『自由の牢獄』ミヒャエル・エンデ ― ボルへシアン特捜隊 報告書#1

ボルヘス系傑作短篇を探索する途は、ある意味、傑作パワー・ポップを探索する途に似ている。両者とも時として、才能・努力・経験・技術とは関係なく突発的に生まれ、その道を知る数奇者の嗅覚によって見出されるのをひっそりとどこかの片隅で待っているものだからだ。このシリーズでは私が発見したボルヘス風短篇の傑作群をひっそりと紹介していくことにしよう。



ミヒャエル・エンデの名は、『モモ』と『はてしない物語』の作者というだけでもう十二分に有名で、ボルへシアンがその渉猟の旅路の途上ででくわすものでもないように思われる。が、エンデ晩年のこの短篇集は、モチーフ、手法、軽みの点で実は強力にボルヘス風味であり、その白眉たる2篇では、ある意味ボルヘス以上にボルヘス流であったりもする。採りあげない4篇も優秀なファンタジーであることをお断りしつつ、ここではあくまでボルへシアンの視点から、読むべき4篇を紹介するにとどめておこう。



「ボルミオ・コルミの通廊 ― ホルヘ・ルイス・ボルヘスへのオマージュ」はその副題どおり、ニートにコンパクトにまとまった、ボルヘス流短篇のモデル化とも言えるパワー・ポップだ。奇譚のネタ自体を語る以上に眩惑的衒学ネタを過大に語り、言わば “ 怪談を装った笑い話 ” に仕立てるのはボルヘスのオハコだが、ここでのエンデは実に見事にそういうボルヘスになり切っている。幻想譚に対するメタ幻想譚 ― そのメタな部分こそがボルヘス流の旨味の真髄なのだが、微妙なバランスが勝負の難しい料理であり、この短篇ほどの成功例は珍しいと言っていい。

続く「郊外の家 ― 読者の手紙」は、『「ボルミオ・コルミの通廊」の著者へ』という書き出しで始まる、旧き良き手紙フォーマットによる幻想譚。ボルヘスによるラヴクラフトのパロディといった感のある佳作だが、遊戯性にやや欠けるのがタマにキズか。だがむしろ、この「ボルミオ」>「郊外」とつながる構成上の流れこそがより強い遊びとなっており、エンデの構想として、一冊まるごとボルヘス流メタ幻想譚、といった絵図があったのではないかとうかがわせる。

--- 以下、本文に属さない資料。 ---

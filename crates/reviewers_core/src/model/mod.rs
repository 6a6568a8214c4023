//! Domain model for reviewer records.
//!
//! # Responsibility
//! - Define the canonical reviewer shape shared by storage, service and HTTP.
//! - Own field-level validation rules.
//!
//! # Invariants
//! - A reviewer is identified by a storage-assigned `ReviewerId`.
//! - Deletion is a hard delete; ids are never reused.

pub mod reviewer;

「夢世界の旅人マックス・ムトの手記」は、エンデ一流の広大なファンタジー世界をボルヘス的飛び道具メソッドで20ページに集約してみせる、単なるオマージュを超えた離れ業だ。ヒーロー:マックス・ムトが行く先々で遭遇する数々の怪異の事件簿 ― そんな胸躍る長大シリーズをほのめかしだけで包含するとは!長編ファンタジーの一流作家エンデ晩年の、より論理的で、より無能で、より怠惰なマスター・ピース。

“20世紀文学の最前衛/最先端” などと不用意・無責任にキャッチを打たれることの多いボルヘスだが、その方法論/文学観の真に恐るべき点は、文学の最先端だとか実験性だとか進化だとかそんな考え方自体を無視し無化するところにあるだろう。その方法論を推し進めた先には、作者という名の無数にして一人の作家の、文学という名の無数巻にして一作の作品があるのみ、なのだ。
上記の「マックス・ムト」、及び「自由の牢獄 ― 千十一夜の物語」は、そんなボルヘスのコンセプトを如実に具現化する会心の一作と言っていい。説話集/寓話集の中の作者不詳の一話を擬したこうした短篇を、物語作家としての力量の粋を尽くしてでっちあげる ― 個性や記名性を意図的に排したそんな創作こそが、短篇創作とアンソロジャイズが等価であるようなボルヘス道の、当然の帰結であるはずだ。と、まあ、そんなヒネクレた理論的賞讃はさておいても、ラファティやシェクリイを想わせる数理論理学ギャグだけでも十分に楽しめる傑作悪ふざけ短篇。